As of the 2020 United States census, there were 524 people, 217 households, and 142 families residing in the town.

As of the 2010 United States census, there were 533 people, 289 households, and 203 families residing in the town.

===2000 census===
As of the census of 2000, there were 579 people, 230 households, and 147 families residing in the town. The population density was 365.8 PD/sqmi. There were 278 housing units at an average density of 175.6 /sqmi. The racial makeup of the town was 97.58% White, 0.35% African American, 1.21% Native American, 0.17% Asian, and 0.69% from two or more races. Hispanic or Latino of any race were 1.90% of the population.

In 2000, there were 230 households, out of which 31.3% had children under the age of 18 living with them, 45.7% were married couples living together, 12.6% had a female householder with no husband present, and 35.7% were non-families. 31.7% of all households were made up of individuals, and 13.0% had someone living alone who was 65 years of age or older. The average household size was 2.43 and the average family size was 3.07.

In 2000, in the town, the population was spread out, with 24.5% under the age of 18, 7.3% from 18 to 24, 25.2% from 25 to 44, 26.8% from 45 to 64, and 16.2% who were 65 years of age or older. The median age was 40 years. For every 100 females, there were 91.7 males. For every 100 females age 18 and over, there were 86.8 males.

In 2000, the median income for a household in the town was $23,500, and the median income for a family was $40,250. Males had a median income of $26,719 versus $21,500 for females. The per capita income for the town was $13,949. About 13.8% of families and 16.5% of the population were below the poverty line, including 23.9% of those under age 18 and 12.9% of those age 65 or over.

==Industry==
Jay is a farming community, with cotton, soybeans, peanuts and hay being major crops. A small group of farmers began a livestock market there in 1940, with sales reaching $1 million within 10 years, but the market closed near the turn of the century.

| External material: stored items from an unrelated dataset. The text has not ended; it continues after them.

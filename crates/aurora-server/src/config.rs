//! Server configuration.
//!
//! Configuration can be loaded from:
//! - Environment variables (AURORA_HOST, AURORA_PORT)
//! - TOML configuration file (`aurora.toml`)

use anyhow::{Context, Result};
use aurora_core::mailbox::DEFAULT_CONTAINER;
use aurora_core::session::DEFAULT_COOKIE_NAME;
use aurora_core::storage::DEFAULT_MAX_OPEN_UNITS;
use aurora_core::{MessengerConfig, SpoofPolicy};
use serde::{Deserialize, Serialize};
use std::net::SocketAddr;
use std::path::{Path, PathBuf};

/// Server configuration.
#[derive(Debug, Clone, Serialize, Deserialize)]
pub struct Config {
    /// Host to bind to.
    #[serde(default = "default_host")]
    pub host: String,

    /// Port to listen on.
    #[serde(default = "default_port")]
    pub port: u16,

    /// Transport configuration.
    #[serde(default)]
    pub transport: TransportConfig,

    /// Resource limits.
    #[serde(default)]
    pub limits: LimitsConfig,

    /// Heartbeat configuration.
    #[serde(default)]
    pub heartbeat: HeartbeatConfig,

    /// Storage configuration.
    #[serde(default)]
    pub storage: StorageConfig,

    /// Session lookup configuration.
    #[serde(default)]
    pub session: SessionConfig,

    /// Messaging policy.
    #[serde(default)]
    pub messaging: MessagingConfig,

    /// Metrics configuration.
    #[serde(default)]
    pub metrics: MetricsConfig,
}

/// Transport configuration.
#[derive(Debug, Clone, Serialize, Deserialize)]
pub struct TransportConfig {
    /// Path for WebSocket endpoint.
    #[serde(default = "default_ws_path")]
    pub websocket_path: String,
}

/// Resource limits configuration.
#[derive(Debug, Clone, Serialize, Deserialize)]
pub struct LimitsConfig {
    /// Maximum number of connections.
    #[serde(default = "default_max_connections")]
    pub max_connections: usize,

    /// Maximum message size in bytes.
    #[serde(default = "default_max_message_size")]
    pub max_message_size: usize,
}

/// Heartbeat configuration.
#[derive(Debug, Clone, Serialize, Deserialize)]
pub struct HeartbeatConfig {
    /// Heartbeat interval in milliseconds.
    #[serde(default = "default_heartbeat_interval")]
    pub interval_ms: u64,

    /// Connection timeout in milliseconds.
    #[serde(default = "default_heartbeat_timeout")]
    pub timeout_ms: u64,
}

/// Storage backend.
#[derive(Debug, Clone, Copy, Default, PartialEq, Eq, Serialize, Deserialize)]
#[serde(rename_all = "lowercase")]
pub enum StorageBackend {
    /// Process-local, lost on restart.
    Memory,
    /// One sled database per user.
    #[default]
    Sled,
}

/// Storage configuration.
#[derive(Debug, Clone, Serialize, Deserialize)]
pub struct StorageConfig {
    /// Backend to use.
    #[serde(default)]
    pub backend: StorageBackend,

    /// Directory holding per-user databases.
    #[serde(default = "default_storage_dir")]
    pub dir: PathBuf,

    /// File extension of per-user databases.
    #[serde(default = "default_storage_extension")]
    pub extension: String,

    /// Container bucket holding the mailbox buckets.
    #[serde(default = "default_messages_bucket")]
    pub messages_bucket: String,

    /// Per-user databases kept open at once. Idle ones beyond this are
    /// closed, least recently used first.
    #[serde(default = "default_max_open_units")]
    pub max_open_units: usize,
}

/// Session lookup configuration.
#[derive(Debug, Clone, Serialize, Deserialize)]
pub struct SessionConfig {
    /// Name of the session cookie.
    #[serde(default = "default_cookie_name")]
    pub cookie_name: String,
}

/// Messaging policy configuration.
#[derive(Debug, Clone, Default, Serialize, Deserialize)]
pub struct MessagingConfig {
    /// Handling of messages whose declared sender is not the connection's
    /// user.
    #[serde(default)]
    pub spoof_policy: SpoofPolicy,
}

/// Metrics configuration.
#[derive(Debug, Clone, Serialize, Deserialize)]
pub struct MetricsConfig {
    /// Enable metrics export.
    #[serde(default = "default_true")]
    pub enabled: bool,

    /// Metrics port.
    #[serde(default = "default_metrics_port")]
    pub port: u16,
}

// Default value functions
fn default_host() -> String {
    std::env::var("AURORA_HOST").unwrap_or_else(|_| "127.0.0.1".to_string())
}

fn default_port() -> u16 {
    std::env::var("AURORA_PORT")
        .ok()
        .and_then(|p| p.parse().ok())
        .unwrap_or(8080)
}

fn default_true() -> bool {
    true
}

fn default_ws_path() -> String {
    "/ws".to_string()
}

fn default_max_connections() -> usize {
    100_000
}

fn default_max_message_size() -> usize {
    64 * 1024 // 64 KB
}

fn default_heartbeat_interval() -> u64 {
    30_000 // 30 seconds
}

fn default_heartbeat_timeout() -> u64 {
    60_000 // 60 seconds
}

fn default_storage_dir() -> PathBuf {
    PathBuf::from("data")
}

fn default_storage_extension() -> String {
    ".bdb".to_string()
}

fn default_messages_bucket() -> String {
    DEFAULT_CONTAINER.to_string()
}

fn default_max_open_units() -> usize {
    DEFAULT_MAX_OPEN_UNITS
}

fn default_cookie_name() -> String {
    DEFAULT_COOKIE_NAME.to_string()
}

fn default_metrics_port() -> u16 {
    9090
}

impl Default for Config {
    fn default() -> Self {
        Self {
            host: default_host(),
            port: default_port(),
            transport: TransportConfig::default(),
            limits: LimitsConfig::default(),
            heartbeat: HeartbeatConfig::default(),
            storage: StorageConfig::default(),
            session: SessionConfig::default(),
            messaging: MessagingConfig::default(),
            metrics: MetricsConfig::default(),
        }
    }
}

impl Default for TransportConfig {
    fn default() -> Self {
        Self {
            websocket_path: default_ws_path(),
        }
    }
}

impl Default for LimitsConfig {
    fn default() -> Self {
        Self {
            max_connections: default_max_connections(),
            max_message_size: default_max_message_size(),
        }
    }
}

impl Default for HeartbeatConfig {
    fn default() -> Self {
        Self {
            interval_ms: default_heartbeat_interval(),
            timeout_ms: default_heartbeat_timeout(),
        }
    }
}

impl Default for StorageConfig {
    fn default() -> Self {
        Self {
            backend: StorageBackend::default(),
            dir: default_storage_dir(),
            extension: default_storage_extension(),
            messages_bucket: default_messages_bucket(),
            max_open_units: default_max_open_units(),
        }
    }
}

impl Default for SessionConfig {
    fn default() -> Self {
        Self {
            cookie_name: default_cookie_name(),
        }
    }
}

impl Default for MetricsConfig {
    fn default() -> Self {
        Self {
            enabled: true,
            port: default_metrics_port(),
        }
    }
}

impl Config {
    /// Load configuration from file or defaults.
    ///
    /// # Errors
    ///
    /// Returns an error if the config file exists but cannot be parsed.
    pub fn load() -> Result<Self> {
        let config_paths = [
            "aurora.toml",
            "/etc/aurora/aurora.toml",
            "~/.config/aurora/aurora.toml",
        ];

        for path in &config_paths {
            let expanded = shellexpand::tilde(path);
            if Path::new(expanded.as_ref()).exists() {
                return Self::from_file(expanded.as_ref());
            }
        }

        // Fall back to defaults with environment overrides
        Ok(Self::default())
    }

    /// Load configuration from a specific file.
    ///
    /// # Errors
    ///
    /// Returns an error if the file cannot be read or parsed.
    pub fn from_file(path: impl AsRef<Path>) -> Result<Self> {
        let path = path.as_ref();
        let contents = std::fs::read_to_string(path)
            .with_context(|| format!("Failed to read config file: {}", path.display()))?;

        let config: Config = toml::from_str(&contents)
            .with_context(|| format!("Failed to parse config file: {}", path.display()))?;

        Ok(config)
    }

    /// Get the socket address to bind to.
    ///
    /// # Errors
    ///
    /// Returns an error if host and port do not form a socket address.
    pub fn bind_addr(&self) -> Result<SocketAddr> {
        format!("{}:{}", self.host, self.port)
            .parse()
            .with_context(|| format!("Invalid listen address {}:{}", self.host, self.port))
    }

    /// Messenger settings derived from this configuration.
    #[must_use]
    pub fn messenger(&self) -> MessengerConfig {
        MessengerConfig {
            spoof_policy: self.messaging.spoof_policy,
            container: self.storage.messages_bucket.clone(),
        }
    }
}

#[cfg(test)]
mod tests {
    use super::*;

    #[test]
    fn test_default_config() {
        let config = Config::default();
        assert_eq!(config.port, 8080);
        assert_eq!(config.transport.websocket_path, "/ws");
        assert_eq!(config.storage.backend, StorageBackend::Sled);
        assert_eq!(config.storage.messages_bucket, "messages");
        assert_eq!(config.storage.max_open_units, 256);
        assert_eq!(config.session.cookie_name, "aurora");
        assert_eq!(config.messaging.spoof_policy, SpoofPolicy::Drop);
    }

    #[test]
    fn test_config_bind_addr() {
        let config = Config::default();
        let addr = config.bind_addr().unwrap();
        assert_eq!(addr.port(), 8080);

        let bad = Config {
            host: "not a host".into(),
            ..Config::default()
        };
        assert!(bad.bind_addr().is_err());
    }

    #[test]
    fn test_config_from_toml() {
        let toml_str = r#"
            host = "0.0.0.0"
            port = 9000

            [limits]
            max_connections = 50000

            [storage]
            backend = "memory"
            messages_bucket = "mail"
            max_open_units = 64

            [messaging]
            spoof_policy = "reject"
        "#;

        let config: Config = toml::from_str(toml_str).unwrap();
        assert_eq!(config.host, "0.0.0.0");
        assert_eq!(config.port, 9000);
        assert_eq!(config.limits.max_connections, 50000);
        assert_eq!(config.storage.backend, StorageBackend::Memory);
        assert_eq!(config.storage.extension, ".bdb");
        assert_eq!(config.storage.max_open_units, 64);

        let messenger = config.messenger();
        assert_eq!(messenger.spoof_policy, SpoofPolicy::Reject);
        assert_eq!(messenger.container, "mail");
    }

    #[test]
    fn test_config_from_file() {
        let dir = tempfile::tempdir().unwrap();
        let path = dir.path().join("aurora.toml");
        std::fs::write(&path, "port = 7000\n[session]\ncookie_name = \"sid\"\n").unwrap();

        let config = Config::from_file(&path).unwrap();
        assert_eq!(config.port, 7000);
        assert_eq!(config.session.cookie_name, "sid");

        std::fs::write(&path, "port = \"nope\"").unwrap();
        assert!(Config::from_file(&path).is_err());
    }
}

Oil was discovered in Jay in 1970. The Jay oilfield has approximately 67 oil wells - eleven within the town limits. Royalties from the oil have exceeded $400 million that funded a new city hall, fire department and recreation complex. Jay is also the site of the Jay oil field, which has produced over 330 million barrels since its discovery in 1970, but is now toward the end of its producing life. A small refinery is located off State Road 4. The refinery has had several owners since the 1970s—ExxonMobil sold the refinery to Quantum Resources Management LLC Quantum Energy Partners : Quantum Resources, LP March 2004. In January 2009, Quantum announced that they were ceasing production at the facility due to poor economics, and has terminated roughly half of the plant employees. Quantum resumed production shortly thereafter when oil prices increased.

==Services==
Jay has a combined elementary and middle school (grades K–6), and a combined middle-high school (grades 7–12). There are several banks and credit unions. There is one grocery store and one traffic light. The nearest Walmart stores are in Brewton, Alabama or Pace, Florida. There are several private airstrips, and the nearest commercial-service passenger airport is the Pensacola International Airport (approximately 40 miles SSW).

Jay Hospital is a 55-bed general hospital located in northern Santa Rosa County serving the residents of Jay and the surrounding areas of Century, Flomaton, and other communities in the northwest Florida-south Alabama region.

The Santa Rosa County Library System operates a branch in Jay.

==Infrastructure==
Jay is served by two main state highways: State Road 4, running east and west, and State Road 89, running north and south. The town and immediate surrounding communities are about two hundred seventy-five feet above sea level.

There is no railroad or bus service available in Jay, Florida.

==Notable people==
- Brian Girard James, professional wrestler also known as "The Road Dogg" Jesse James
- Jackie Moore, Major League Baseball Manager, coach and player. Managed the Oakland Athletics 1984–1986
- Thomas Brent "Boo" Weekley, golfer
- John Robert "Bob" Zellner, American civil rights activist, subject of the 2020 biographical drama Son of the South.